In the past few days, my website has undergone a sweeping change and while there are still a few tweaks to make I’m happy with it.
The largest change is the double migration. First, I migrated the entire site from Wix to Shopify and now I’ve migrated again to WordPress itself. There was a method to this madness, I promise.
Are you still on Shopify?
Yes – my arts store where I showcase my paintings has its own website and it is hosted on Shopify because, quite frankly, for e-commerce you aren’t going to find better… and I’ve tried them all. This isn’t just my own bias for a Canadian company speaking. I put them all through the test, from WooCommerce, Square, and even Wix. I won’t get into what finally prompted the decision to go Shopify just note that Northern Wolf Books and Kristan Cannon Arts are going to remain on Shopify.
What about Wix?
I do really love Wix. The ability to make a rocking awesome website in the snap of my fingers is a definite plus. I still have websites on Wix because I’m sure the biggest change you have noticed is how focused this website is on just my freelancing and those services.
This leads to the reason I decided to go with WordPress for said freelancing.
Most writers and freelance writers are on WordPress because of how powerful a platform it is for content management. It was built for it. Instead of fighting this, I decided to jump on board and finally build my own WordPress site and finally marry the blog to a site.
It was at this time I wanted to take a look at business focus.
A good site is a focused site that loads quickly and still looks good on any device. WordPress was a learning curve but it was worth it in the end, especially as it allowed me to create a critical aspect my site had been lacking before – business focus.
Focusing on one business on one site makes for better SEO and search engines love that.
It didn’t mean I gave up on the other income streams.
Taking that idea, I also created sites that were focused on those businesses and the links will be on my About & Contact page.
This is what I did:
This primary site, well, this depends on your outlook. If you found me through my books then the books are the primary site and this is my day job, then one of those author sites are my primary site.
The sites and thought process:
- Kristan Cannon Freelance – My freelancing and blog on freelancing, content management and marketing, the occasional personal post because I am a living breathing human as well as hot takes on some of what’s happening in the niches I write in.
- Kristan Cannon VA – Another services site but this one for my voice over work. When this is a bit more finished, I’ll share the link on my About & Contact page.
- The two author sites – As I have two pen names in wildly different genres, it didn’t make sense for them to share a website so I have two. One for “KM Cannon” (sci-fi, fantasy, urban fantasy, speculative fiction) and one for “Eve Morrison” (crime & mystery fiction).
- My arts site where I showcase my paintings and other arts.
- Northern Wolf Books – The bookstore my Dad and I work on that is mostly online.
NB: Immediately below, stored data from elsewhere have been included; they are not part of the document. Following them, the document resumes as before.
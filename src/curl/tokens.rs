/// Splits a command line on unquoted spaces. A quote character (`'` or `"`)
/// opens a span that only the same character closes; the quote characters
/// themselves stay in the token and are peeled off later where a flag wants
/// the bare value. Backslash escapes are not interpreted, so a quoted span
/// cannot contain its own quote character (known limitation).
pub(super) fn tokenize(input: &str) -> Vec<String> {
    let mut tokens = Vec::new();
    let mut current = String::new();
    let mut quote: Option<char> = None;

    for ch in input.chars() {
        match quote {
            None if ch == '"' || ch == '\'' => {
                quote = Some(ch);
                current.push(ch);
            }
            Some(open) if ch == open => {
                quote = None;
                current.push(ch);
            }
            None if ch == ' ' => {
                flush(&mut tokens, &mut current);
            }
            _ => current.push(ch),
        }
    }
    flush(&mut tokens, &mut current);

    tokens
}

fn flush(tokens: &mut Vec<String>, current: &mut String) {
    let token = current.trim();
    if !token.is_empty() {
        tokens.push(token.to_string());
    }
    current.clear();
}

/// Removes one layer of surrounding quotes when both ends carry the same
/// quote character. Mismatched or lone quotes are left alone.
pub(super) fn strip_quotes(token: &str) -> &str {
    let bytes = token.as_bytes();
    if bytes.len() >= 2 {
        let first = bytes[0];
        if first == bytes[bytes.len() - 1] && (first == b'"' || first == b'\'') {
            return &token[1..token.len() - 1];
        }
    }
    token
}

#[cfg(test)]
#[path = "../tests/curl_tokens_tests.rs"]
mod tests;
It started as digital marketing project and then I starting actually selling books and fulfilling orders so it went from project to real business.
- Sudbury Urban Farmer – A video blog where I chronicle the journey from taking my overgrown backyard and making it not only a garden that feeds my family but where I can sell the fruits (literally – I have grapes and plums) of my labour at a farmer’s market or two.
As you can see, if I tried to cram all of that onto one site it would have not only been very overwhelming no matter how well it was organized but also an SEO nightmare.
We also won’t get into how confusing it would be social media wise for one FaceBook page to cover it all.
It was just better to give each their own focus.